Below are entries; count the lines containing the string "DisplayHdcp". The answer is that number alone.

# Saved entries
>>>
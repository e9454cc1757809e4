use crate::{LightError, Result};

/// Product name reported by the façade.
pub const DEVICE_NAME: &str = "XREAL Light";

/// Known firmware builds with firmware-dependent command ids.
pub const FIRMWARE_05_5_08_059: &str = "05.5.08.059_20230518";
pub const FIRMWARE_05_1_08_021: &str = "05.1.08.021_20221114";

/// Firmware builds this driver has been validated against. Callers compare
/// the string reported by [`crate::XrealLight::get_firmware_version`]
/// against this list and decide their own policy on a mismatch.
pub const SUPPORTED_FIRMWARE: &[&str] = &[FIRMWARE_05_5_08_059];

/// A command as it appears on the wire: one type byte and one id byte.
#[derive(Debug, Clone, Copy, PartialEq, Eq, Hash)]
pub struct Command {
    pub ty: u8,
    pub id: u8,
}

impl Command {
    pub const fn new(ty: u8, id: u8) -> Command {
        Command { ty, id }
    }

    /// Whether this wire command is the firmware-independent mapping of
    /// `instruction`. Used to match incoming MCU event packets.
    pub fn is(self, instruction: Instruction) -> bool {
        firmware_independent(instruction) == Some(self)
    }
}

/// Stable semantic name for a device operation or event. An instruction
/// plus the connected firmware version resolves to one [`Command`].
#[derive(Debug, Clone, Copy, PartialEq, Eq, Hash)]
pub enum Instruction {
    HeartBeat,
    GetNrealFwString,
    GetFirmwareVersion,
    GetStockFirmwareVersion,
    GetSerialNumber,

    GetDisplayMode,
    SetDisplayMode,
    GetBrightnessLevel,
    SetBrightnessLevel,

    GetAmbientLightEnabled,
    EnableAmbientLight,
    GetVsyncEnabled,
    EnableVsync,
    GetMagnetometerEnabled,
    EnableMagnetometer,
    GetTemperatureEnabled,
    EnableTemperature,
    EnableRgbCamera,

    GetGlassActivated,
    SetGlassActivation,
    GetGlassActivationTime,
    SetSdkWorks,

    McuEventAmbientLight,
    McuEventKeyPress,
    McuEventMagnetometer,
    McuEventProximity,
    McuEventTemperatureA,
    McuEventTemperatureB,
    McuEventVsync,

    // Firmware-dependent, resolved through the override table.
    DisplayHdcp,
    SetMaxBrightness,
    DisplayFirmware,

    Ov580EnableImuStream,
    Ov580GetCalibrationFileLength,
    Ov580GetCalibrationFilePart,
}

/// Firmware-independent instruction table. Covers every instruction the
/// driver sends for control plus every incoming event it recognizes.
pub fn firmware_independent(instruction: Instruction) -> Option<Command> {
    use Instruction::*;
    let command = match instruction {
        HeartBeat => Command::new(0x40, 0x4b),
        // Always answers the hardcoded string `NrealFW`; used by the read
        // drain to flush the device's outbound queue.
        GetNrealFwString => Command::new(0x33, 0x56),
        // (0x33, 0x61) is documented identical; this one is in active use.
        GetFirmwareVersion => Command::new(0x33, 0x35),
        GetStockFirmwareVersion => Command::new(0x33, 0x30),
        GetSerialNumber => Command::new(0x33, 0x43),

        GetDisplayMode => Command::new(0x33, 0x33),
        SetDisplayMode => Command::new(0x31, 0x33),
        GetBrightnessLevel => Command::new(0x33, 0x31),
        SetBrightnessLevel => Command::new(0x31, 0x31),

        GetAmbientLightEnabled => Command::new(0x33, 0x4c),
        EnableAmbientLight => Command::new(0x31, 0x4c),
        GetVsyncEnabled => Command::new(0x33, 0x4e),
        EnableVsync => Command::new(0x31, 0x4e),
        GetMagnetometerEnabled => Command::new(0x33, 0x55),
        EnableMagnetometer => Command::new(0x31, 0x55),
        GetTemperatureEnabled => Command::new(0x33, 0x60),
        EnableTemperature => Command::new(0x31, 0x60),
        EnableRgbCamera => Command::new(0x31, 0x68),

        GetGlassActivated => Command::new(0x33, 0x65),
        SetGlassActivation => Command::new(0x31, 0x65),
        GetGlassActivationTime => Command::new(0x33, 0x66),
        SetSdkWorks => Command::new(0x40, 0x33),

        McuEventAmbientLight => Command::new(0x35, 0x4c),
        McuEventKeyPress => Command::new(0x35, 0x4b),
        McuEventMagnetometer => Command::new(0x35, 0x4d),
        McuEventProximity => Command::new(0x35, 0x50),
        McuEventTemperatureA => Command::new(0x35, 0x52),
        McuEventTemperatureB => Command::new(0x35, 0x54),
        McuEventVsync => Command::new(0x35, 0x53),

        Ov580EnableImuStream => Command::new(0x02, 0x19),
        Ov580GetCalibrationFileLength => Command::new(0x02, 0x14),
        Ov580GetCalibrationFilePart => Command::new(0x02, 0x15),

        DisplayHdcp | SetMaxBrightness | DisplayFirmware => return None,
    };
    Some(command)
}

/// Firmware-dependent override table, keyed by (instruction, firmware).
fn firmware_override(instruction: Instruction, firmware: &str) -> Option<Command> {
    use Instruction::*;
    match (instruction, firmware) {
        // Answers the hardcoded string "ELLA2_1224_HDCP".
        (DisplayHdcp, FIRMWARE_05_5_08_059) => Some(Command::new(0x33, 0x48)),
        (DisplayHdcp, FIRMWARE_05_1_08_021) => Some(Command::new(0x33, 0x34)),
        // Static, takes no input.
        (SetMaxBrightness, FIRMWARE_05_5_08_059) => Some(Command::new(0x31, 0x32)),
        (SetMaxBrightness, FIRMWARE_05_1_08_021) => Some(Command::new(0x33, 0x32)),
        // "ELLA2_0518_V017"
        (DisplayFirmware, FIRMWARE_05_5_08_059) => Some(Command::new(0x33, 0x34)),
        _ => None,
    }
}

/// Resolve an instruction against the connected firmware: the override
/// table wins, then the firmware-independent table.
pub fn resolve(instruction: Instruction, firmware: &str) -> Result<Command> {
    firmware_override(instruction, firmware)
        .or_else(|| firmware_independent(instruction))
        .ok_or_else(|| LightError::UnknownInstruction(instruction, firmware.to_string()))
}

#[cfg(test)]
mod tests {
    use super::*;

    #[test]
    fn independent_table_covers_core_set() {
        let cases = [
            (Instruction::HeartBeat, (0x40, 0x4b)),
            (Instruction::GetNrealFwString, (0x33, 0x56)),
            (Instruction::GetFirmwareVersion, (0x33, 0x35)),
            (Instruction::GetDisplayMode, (0x33, 0x33)),
            (Instruction::SetDisplayMode, (0x31, 0x33)),
            (Instruction::GetBrightnessLevel, (0x33, 0x31)),
            (Instruction::SetBrightnessLevel, (0x31, 0x31)),
            (Instruction::GetSerialNumber, (0x33, 0x43)),
            (Instruction::McuEventMagnetometer, (0x35, 0x4d)),
            (Instruction::Ov580EnableImuStream, (0x02, 0x19)),
            (Instruction::Ov580GetCalibrationFileLength, (0x02, 0x14)),
            (Instruction::Ov580GetCalibrationFilePart, (0x02, 0x15)),
        ];
        for (instruction, (ty, id)) in cases {
            assert_eq!(
                firmware_independent(instruction),
                Some(Command::new(ty, id)),
                "{instruction:?}"
            );
        }
    }

    #[test]
    fn overrides_differ_between_firmwares() {
        let newer = resolve(Instruction::DisplayHdcp, FIRMWARE_05_5_08_059).unwrap();
        assert_eq!(newer, Command::new(0x33, 0x48));

        let older = resolve(Instruction::DisplayHdcp, FIRMWARE_05_1_08_021).unwrap();
        assert_eq!(older, Command::new(0x33, 0x34));

        assert_eq!(
            resolve(Instruction::SetMaxBrightness, FIRMWARE_05_5_08_059).unwrap(),
            Command::new(0x31, 0x32)
        );
        assert_eq!(
            resolve(Instruction::SetMaxBrightness, FIRMWARE_05_1_08_021).unwrap(),
            Command::new(0x33, 0x32)
        );
    }

    #[test]
    fn override_misses_fall_through_or_fail() {
        // Independent instructions resolve on any firmware.
        assert_eq!(
            resolve(Instruction::GetSerialNumber, "00.0.00.000_00000000").unwrap(),
            Command::new(0x33, 0x43)
        );
        // Firmware-dependent instructions fail on unknown firmware.
        assert!(matches!(
            resolve(Instruction::DisplayFirmware, "00.0.00.000_00000000"),
            Err(LightError::UnknownInstruction(
                Instruction::DisplayFirmware,
                _
            ))
        ));
    }

    #[test]
    fn command_matches_instruction() {
        assert!(Command::new(0x35, 0x4b).is(Instruction::McuEventKeyPress));
        assert!(!Command::new(0x35, 0x4b).is(Instruction::McuEventProximity));
    }
}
<<<
# Reply
6